Sometimes the reusable filter logic is the same, but each statement needs different physical column names or table aliases. Keep the runtime values shared, and map the columns where the clause appears:

```python
from writesql import Columns, clause, share, statement

@clause
def dashboard_filters(
    columns: Columns,
    start_date: str,
    end_date: str,
    regions: list[str],
) -> str:
    return f"""
      AND {columns.date} >= {start_date}
      AND {columns.date} < {end_date}
      AND {columns.region} IN {regions}
    """

@statement
def get_orders(filters=dashboard_filters) -> str:
    return f"""
    SELECT id, amount, user_id
    FROM orders o
    WHERE status = 'completed'
      {filters.on(
          date="o.created_at",
          region="o.region",
      )}
    """

@statement
def get_users(filters=dashboard_filters) -> str:
    return f"""
    SELECT id, email
    FROM users u
    WHERE u.active = TRUE
      {filters.on(
          date="u.signup_at",
          region="u.region",
      )}
    """

share(dashboard_filters, {
    "start_date": "2024-01-01",
    "end_date": "2024-02-01",
    "regions": ["EU", "US"],
})
```

---

## Core Principles

WriteSQL exists to avoid query-building patterns, not to provide a nicer version of them.

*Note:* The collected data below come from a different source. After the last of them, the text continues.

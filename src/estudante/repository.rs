use async_trait::async_trait;
use chrono::Utc;
use sqlx::PgPool;
use tracing::{debug, instrument, warn};

use super::{
    models::EstudanteModel,
    types::{EstudanteCreate, EstudanteUpdate},
};
use crate::db::{constraint_error, database_error, memory::MemoryDatabase, UpdateBuilder};
use crate::shared::{AppError, Pagination};

const DUPLICATE_PROFILE: &str = "User already has a student profile";

/// Trait for estudante repository operations
#[async_trait]
pub trait EstudanteRepository {
    async fn create_estudante(&self, estudante: &EstudanteCreate)
        -> Result<EstudanteModel, AppError>;
    async fn get_estudante(&self, student_id: i32) -> Result<Option<EstudanteModel>, AppError>;
    async fn get_estudante_by_user(&self, user_id: i32)
        -> Result<Option<EstudanteModel>, AppError>;
    async fn list_estudantes(&self, pagination: Pagination)
        -> Result<Vec<EstudanteModel>, AppError>;
    async fn update_estudante(
        &self,
        student_id: i32,
        update: EstudanteUpdate,
    ) -> Result<EstudanteModel, AppError>;
    /// Cascades to the student's enrollments and task assignments
    async fn delete_estudante(&self, student_id: i32) -> Result<(), AppError>;
}

/// In-memory implementation of EstudanteRepository for development and testing
pub struct InMemoryEstudanteRepository {
    db: MemoryDatabase,
}

impl InMemoryEstudanteRepository {
    pub fn new(db: MemoryDatabase) -> Self {
        Self { db }
    }
}

#[async_trait]
impl EstudanteRepository for InMemoryEstudanteRepository {
    #[instrument(skip(self, estudante), fields(user_id = estudante.user_id))]
    async fn create_estudante(
        &self,
        estudante: &EstudanteCreate,
    ) -> Result<EstudanteModel, AppError> {
        let mut tables = self.db.lock()?;

        if !tables.users.contains(estudante.user_id) {
            return Err(AppError::NotFound("User not found".to_string()));
        }
        if tables.estudantes.any(|p| p.user_id == estudante.user_id) {
            warn!("Estudante profile already exists in memory");
            return Err(AppError::Conflict(DUPLICATE_PROFILE.to_string()));
        }

        let student_id = tables.estudantes.next_id();
        let now = Utc::now();
        let created = tables.estudantes.insert(
            student_id,
            EstudanteModel {
                student_id,
                user_id: estudante.user_id,
                full_name: estudante.full_name.clone(),
                vinculo: estudante.vinculo.clone(),
                curso: estudante.curso.clone(),
                created_at: now,
                updated_at: now,
            },
        );

        debug!(student_id, "Estudante created in memory");
        Ok(created)
    }

    #[instrument(skip(self))]
    async fn get_estudante(&self, student_id: i32) -> Result<Option<EstudanteModel>, AppError> {
        Ok(self.db.lock()?.estudantes.get(student_id))
    }

    #[instrument(skip(self))]
    async fn get_estudante_by_user(
        &self,
        user_id: i32,
    ) -> Result<Option<EstudanteModel>, AppError> {
        Ok(self.db.lock()?.estudantes.find(|p| p.user_id == user_id))
    }

    #[instrument(skip(self))]
    async fn list_estudantes(
        &self,
        pagination: Pagination,
    ) -> Result<Vec<EstudanteModel>, AppError> {
        Ok(self.db.lock()?.estudantes.page(&pagination))
    }

    #[instrument(skip(self, update))]
    async fn update_estudante(
        &self,
        student_id: i32,
        update: EstudanteUpdate,
    ) -> Result<EstudanteModel, AppError> {
        let mut tables = self.db.lock()?;
        let estudante = tables.estudantes.get_mut(student_id).ok_or_else(|| {
            warn!(student_id, "Estudante not found for update in memory");
            AppError::NotFound("Estudante not found".to_string())
        })?;

        update.full_name.apply_to(&mut estudante.full_name);
        update.vinculo.apply_to(&mut estudante.vinculo);
        update.curso.apply_to(&mut estudante.curso);
        estudante.updated_at = Utc::now();

        Ok(estudante.clone())
    }

    #[instrument(skip(self))]
    async fn delete_estudante(&self, student_id: i32) -> Result<(), AppError> {
        if !self.db.lock()?.delete_estudante(student_id) {
            warn!(student_id, "Estudante not found for deletion in memory");
            return Err(AppError::NotFound("Estudante not found".to_string()));
        }
        Ok(())
    }
}

/// PostgreSQL implementation of estudante repository
pub struct PostgresEstudanteRepository {
    pool: PgPool,
}

impl PostgresEstudanteRepository {
    pub fn new(pool: PgPool) -> Self {
        Self { pool }
    }
}

#[async_trait]
impl EstudanteRepository for PostgresEstudanteRepository {
    #[instrument(skip(self, estudante), fields(user_id = estudante.user_id))]
    async fn create_estudante(
        &self,
        estudante: &EstudanteCreate,
    ) -> Result<EstudanteModel, AppError> {
        let created = sqlx::query_as::<_, EstudanteModel>(
            "INSERT INTO estudantes (user_id, full_name, vinculo, curso) \
             VALUES ($1, $2, $3, $4) RETURNING *",
        )
        .bind(estudante.user_id)
        .bind(&estudante.full_name)
        .bind(&estudante.vinculo)
        .bind(&estudante.curso)
        .fetch_one(&self.pool)
        .await
        .map_err(|e| constraint_error(e, DUPLICATE_PROFILE, "User not found"))?;

        debug!(student_id = created.student_id, "Estudante created in database");
        Ok(created)
    }

    #[instrument(skip(self))]
    async fn get_estudante(&self, student_id: i32) -> Result<Option<EstudanteModel>, AppError> {
        sqlx::query_as::<_, EstudanteModel>("SELECT * FROM estudantes WHERE student_id = $1")
            .bind(student_id)
            .fetch_optional(&self.pool)
            .await
            .map_err(|e| database_error(e, "Failed to fetch estudante"))
    }

    #[instrument(skip(self))]
    async fn get_estudante_by_user(
        &self,
        user_id: i32,
    ) -> Result<Option<EstudanteModel>, AppError> {
        sqlx::query_as::<_, EstudanteModel>("SELECT * FROM estudantes WHERE user_id = $1")
            .bind(user_id)
            .fetch_optional(&self.pool)
            .await
            .map_err(|e| database_error(e, "Failed to fetch estudante by user"))
    }

    #[instrument(skip(self))]
    async fn list_estudantes(
        &self,
        pagination: Pagination,
    ) -> Result<Vec<EstudanteModel>, AppError> {
        sqlx::query_as::<_, EstudanteModel>(
            "SELECT * FROM estudantes ORDER BY student_id OFFSET $1 LIMIT $2",
        )
        .bind(pagination.skip)
        .bind(pagination.limit)
        .fetch_all(&self.pool)
        .await
        .map_err(|e| database_error(e, "Failed to list estudantes"))
    }

    #[instrument(skip(self, update))]
    async fn update_estudante(
        &self,
        student_id: i32,
        update: EstudanteUpdate,
    ) -> Result<EstudanteModel, AppError> {
        let mut builder = UpdateBuilder::new("estudantes");
        builder
            .set("full_name", update.full_name)
            .set("vinculo", update.vinculo)
            .set("curso", update.curso);
        let mut query = builder.finish("student_id", student_id);

        query
            .build_query_as::<EstudanteModel>()
            .fetch_optional(&self.pool)
            .await
            .map_err(|e| database_error(e, "Failed to update estudante"))?
            .ok_or_else(|| AppError::NotFound("Estudante not found".to_string()))
    }

    #[instrument(skip(self))]
    async fn delete_estudante(&self, student_id: i32) -> Result<(), AppError> {
        let result = sqlx::query("DELETE FROM estudantes WHERE student_id = $1")
            .bind(student_id)
            .execute(&self.pool)
            .await
            .map_err(|e| database_error(e, "Failed to delete estudante"))?;

        if result.rows_affected() == 0 {
            warn!(student_id, "Estudante not found for deletion");
            return Err(AppError::NotFound("Estudante not found".to_string()));
        }
        Ok(())
    }
}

1. **Native Python f-strings:** Autocomplete, type hints, variable resolution, and imports work out of the box without learning a custom template language.
2. **SQL-first statements:** The returned f-string should look like the final SQL. Reviewers shouldn't need to chase helper functions to understand the query shape.
3. **Flat Names and Explicit Namespaces:** Runtime values should use semantic local variables (e.g., `{start_date}`), not complex object attribute chains inside the SQL (e.g., `{ctx.filters.date_filter}`). Use explicit WriteSQL namespaces, such as `{columns.date}`, when they improve SQL readability by distinguishing identifiers from values.
4. **Declarative:** Avoid conditionally appending or procedurally assembling SQL string fragments. Keep query structure in statements; put unavoidable dynamic SQL assembly into named clauses.

---

## Roadmap

*   **v0.2 Safety:** We defer parameter binding to this stage. We will introduce safe interpolation boundaries, auto-extracting bound parameters to prevent SQL injection while maintaining the f-string developer experience.
*   **v0.3 SQLModel integration:** First-class integration with SQLModel.
*   **v0.4 SQLAlchemy integration:** First-class integration with SQLAlchemy.